2015-02-27 19:25:56 | 歌・小説
 ドストエフスキーとゲーテの稿で紹介した,『ファウスト』のメフィストフェレスによる老夫婦殺害と,『悪霊』のフェージカによるマリヤ殺害は,単に火事だけが一致しているわけではなく,他者の欲望を犯人が代行するという形式の殺害であった点でも一致しています。このように,自分自身の欲望を仄めかすことで他者を唆す効果をあげ,自身の手を汚さず悪事を他者に実行させることによって,自身の欲望を充足させる行為のことを,亀山郁夫は使嗾という語句で表現しています。
                         
 僕は亀山の記述に出会うまで,使嗾という語句を知りませんでした。それどころかこれを「しそう」と読むということすら分からなかったほどです。また,この語句を知った後でも,亀山以外にこれを用いている文章を発見したことはありません。なおかつ,使嗾の嗾という字も,見つけたことがありません。ですから非常に特殊な語句であるといっていいと思うのですが,上述した複雑な状況を,たった一語でいい表すことができるのはとても便利ですから,この特殊な語句を使用していくことにします。
 「父殺し」というのが,亀山によるドストエフスキー文学読解の重要なキーワードのひとつでした。そしてそれと同様に,使嗾も重要なキーワードとなっています。亀山のドストエフスキー読解のうち,純粋なテクスト読解のケースでは,そのほとんどすべてがどちらかのキーワードに関連しているといっていいくらいだと思います。

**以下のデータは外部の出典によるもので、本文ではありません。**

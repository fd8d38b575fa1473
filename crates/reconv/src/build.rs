//! Thompson-style construction of an automaton from an expression tree

use crate::{
    autom::{Automaton, StateId},
    expr::{Expr, Symbol},
};

struct Builder(Automaton);

impl Builder {
    #[inline]
    fn epsilon(&mut self, from: StateId, to: StateId) {
        assert!(self.0.connect(from, to, Symbol::EmptyString.to_string()).is_none());
    }

    #[inline]
    fn fresh_pair(&mut self) -> (StateId, StateId) { (self.0.add_state(), self.0.add_state()) }

    /// Build the fragment for `expr`, returning its initial and final state
    fn build_in(&mut self, expr: &Expr) -> (StateId, StateId) {
        match expr {
            Expr::Operand(sym) => {
                let (i, f) = self.fresh_pair();
                assert!(self.0.connect(i, f, sym.to_string()).is_none());
                tracing::trace!(%i, %f, %sym, "Operand fragment");
                (i, f)
            },
            Expr::Star(inner) => {
                let (ai, af) = self.build_in(inner);
                let (i, f) = self.fresh_pair();

                self.epsilon(i, ai);
                self.epsilon(af, f);
                self.epsilon(af, ai);
                self.epsilon(i, f);
                tracing::trace!(%i, %f, inner = ?(ai, af), "Star fragment");
                (i, f)
            },
            Expr::Concat(l, r) => {
                let (li, lf) = self.build_in(l);
                let (ri, rf) = self.build_in(r);

                self.0.merge(lf, ri);
                tracing::trace!(i = %li, f = %rf, joint = %lf, "Concatenation fragment");
                (li, rf)
            },
            Expr::Union(l, r) => {
                let (li, lf) = self.build_in(l);
                let (ri, rf) = self.build_in(r);
                let (i, f) = self.fresh_pair();

                self.epsilon(i, li);
                self.epsilon(i, ri);
                self.epsilon(lf, f);
                self.epsilon(rf, f);
                tracing::trace!(%i, %f, left = ?(li, lf), right = ?(ri, rf), "Union fragment");
                (i, f)
            },
        }
    }
}

/// Construct an automaton accepting the language of `expr`.
///
/// Every transition of the result is labelled with a single operand symbol,
/// `ε` included.  The expression is only borrowed.
#[must_use]
pub fn build(expr: &Expr) -> Automaton {
    let mut builder = Builder(Automaton::new());
    let (i, f) = builder.build_in(expr);

    let Builder(mut autom) = builder;
    autom.set_initial(Some(i));
    autom.set_final(Some(f));
    tracing::debug!(
        states = autom.len(),
        transitions = autom.transition_count(),
        "Built automaton"
    );
    autom
}

impl From<&Expr> for Automaton {
    #[inline]
    fn from(expr: &Expr) -> Self { build(expr) }
}

#[cfg(test)]
mod test {
    use proptest::prelude::*;

    use super::build;
    use crate::{autom::Automaton, expr::Expr};

    fn a() -> Expr { Expr::char('a') }

    fn b() -> Expr { Expr::char('b') }

    fn edges(autom: &Automaton) -> Vec<(u32, u32, String)> {
        let ids: Vec<_> = autom.states().collect();
        let idx = |s| u32::try_from(ids.iter().position(|&i| i == s).unwrap()).unwrap();
        autom
            .transitions()
            .map(|(f, t, l)| (idx(f), idx(t), l.to_owned()))
            .collect()
    }

    fn state_count(e: &Expr) -> usize {
        match e {
            Expr::Operand(_) => 2,
            Expr::Star(l) => state_count(l) + 2,
            Expr::Concat(l, r) => state_count(l) + state_count(r) - 1,
            Expr::Union(l, r) => state_count(l) + state_count(r) + 2,
        }
    }

    #[test]
    fn operand() {
        let autom = build(&a());
        assert_eq!(autom.len(), 2);
        assert_eq!(edges(&autom), [(0, 1, "a".into())]);
        let (i, f) = (autom.initial().unwrap(), autom.final_state().unwrap());
        assert_eq!(autom.label(i, f), Some("a"));
        assert!(autom.is_valid());
    }

    #[test]
    fn star() {
        let autom = build(&Expr::star(a()));
        // inner states come first, then the new initial and final
        assert_eq!(edges(&autom), [
            (0, 1, "a".into()),
            (1, 0, "ε".into()),
            (1, 3, "ε".into()),
            (2, 0, "ε".into()),
            (2, 3, "ε".into()),
        ]);
        let ids: Vec<_> = autom.states().collect();
        assert_eq!(autom.initial(), Some(ids[2]));
        assert_eq!(autom.final_state(), Some(ids[3]));
    }

    #[test]
    fn concat_merges_joint() {
        let autom = build(&Expr::concat(a(), b()));
        assert_eq!(autom.len(), 3);
        assert_eq!(edges(&autom), [(0, 1, "a".into()), (1, 2, "b".into())]);
        let ids: Vec<_> = autom.states().collect();
        assert_eq!(autom.initial(), Some(ids[0]));
        assert_eq!(autom.final_state(), Some(ids[2]));
    }

    #[test]
    fn union() {
        let autom = build(&Expr::union(a(), b()));
        assert_eq!(edges(&autom), [
            (0, 1, "a".into()),
            (1, 5, "ε".into()),
            (2, 3, "b".into()),
            (3, 5, "ε".into()),
            (4, 0, "ε".into()),
            (4, 2, "ε".into()),
        ]);
        let ids: Vec<_> = autom.states().collect();
        assert_eq!(autom.initial(), Some(ids[4]));
        assert_eq!(autom.final_state(), Some(ids[5]));
    }

    #[test]
    fn meta_symbols() {
        let autom = build(&Expr::union(Expr::EMPTY_SET, Expr::EMPTY_STRING));
        let labels: Vec<_> = autom.transitions().map(|(.., l)| l.to_owned()).collect();
        assert!(labels.contains(&"∅".to_owned()));
        assert_eq!(labels.iter().filter(|l| *l == "ε").count(), 5);
    }

    proptest! {
        #[test]
        fn built_automata_are_valid(e in crate::prop::expr(6, 48)) {
            let autom = Automaton::from(&e);
            prop_assert!(autom.is_valid());
            prop_assert_ne!(autom.initial(), autom.final_state());
            prop_assert_eq!(autom.len(), state_count(&e));

            let i = autom.initial().unwrap();
            let f = autom.final_state().unwrap();
            prop_assert_eq!(autom.predecessors(i).count(), 0);
            prop_assert_eq!(autom.successors(f).count(), 0);
        }
    }
}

 ドストエフスキーの小説で,明らかに使嗾が物語上で重要となっているのは,『悪霊』ではなく『カラマーゾフの兄弟』であると思われます。スメルジャコフによるフョードル殺害は,イワンによる使嗾であると読解しないと,テクストの意味が十全に伝わってこないようになっているからです。この使嗾に関しては,いずれ僕の考え方も示すことにしましょう。
 僕はスメルジャコフの父はグリゴーリーであると考えていますので,純粋な意味では「父殺し」とは違うかもしれません。でも,亀山が重視するふたつのキーワードが,ふんだんに盛り込まれた作品だといえそうです。

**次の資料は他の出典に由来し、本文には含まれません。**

//! Fresh identifier supply

use std::{mem, ops::RangeFrom};

/// Types with a next value
pub trait Succ {
    /// The value directly after `self`
    #[must_use]
    fn succ(self) -> Self;
}

impl<T> Succ for T
where RangeFrom<T>: Iterator<Item = T>
{
    fn succ(self) -> Self { (self..).nth(1).unwrap_or_else(|| unreachable!()) }
}

/// Hands out each value of `T` at most once, counting upwards
#[derive(Debug, Default, Clone)]
#[repr(transparent)]
pub struct Free<T>(T);

impl<T> From<T> for Free<T> {
    fn from(val: T) -> Self { Self(val) }
}

impl<T: Clone + Succ> Free<T> {
    /// Take the next unused value
    #[must_use]
    pub fn fresh(&mut self) -> T {
        let succ = self.0.clone().succ();
        mem::replace(&mut self.0, succ)
    }
}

 第一部定理二八によって十全に説明される事柄があるとします。それを文章命題の形で表現します。それは真偽不明であるとライプニッツは判断することになります。このとき,個物res singularisが存在および作用に決定されることを,ライプニッツならどのように説明するのかという点に,僕はとても興味があるのです。というのは,僕の考えでは,ライプニッツの哲学ではこのことが,きわめて運命的な仕方でしか説明できないからなのです。
 真偽不明の文章命題の例材としては,すでにスピノザとライプニッツが会うという命題を使用しています。ですからここでもそれを使うことにします。ただ,このままの形でこの命題を用いると,作用に決定されているres singularisとは何かということが分かりにくくなります。なので,ライプニッツがスピノザを訪問するという命題に変形しましょう。現実的なことをいえば,これらふたつの命題は等置できるというわけではありません。ライプニッツがスピノザを訪問したところで,スピノザが不在であったり,会うことを拒否したりすれば,ふたりが会うということはないからです。しかしここでは作用に決定されるres singularisを容易に理解できるようにするために置き換えているのですから,このようなことは問題にはなりません。当然のことですが,変形された文章命題においては,作用に決定されるres singularisとは,ライプニッツです。
 次に,スピノザの哲学では,res singularisの存在というのは,二様の仕方で理解されることになっています。そして第一部定理二八は,res singularisの存在がどちらの仕方で理解される場合にも成立すると僕は考えています。しかしここでは,考察の課題との関係から,res singularisが現実的に存在するといわれる場合にのみ絞ります。要するに現実的に存在するライプニッツがスピノザを訪問するという場合を考察するという意味です。第一部定理二八はどちらの場合にも成立するのですから,このように的を絞ってしまっても,何も問題はありません。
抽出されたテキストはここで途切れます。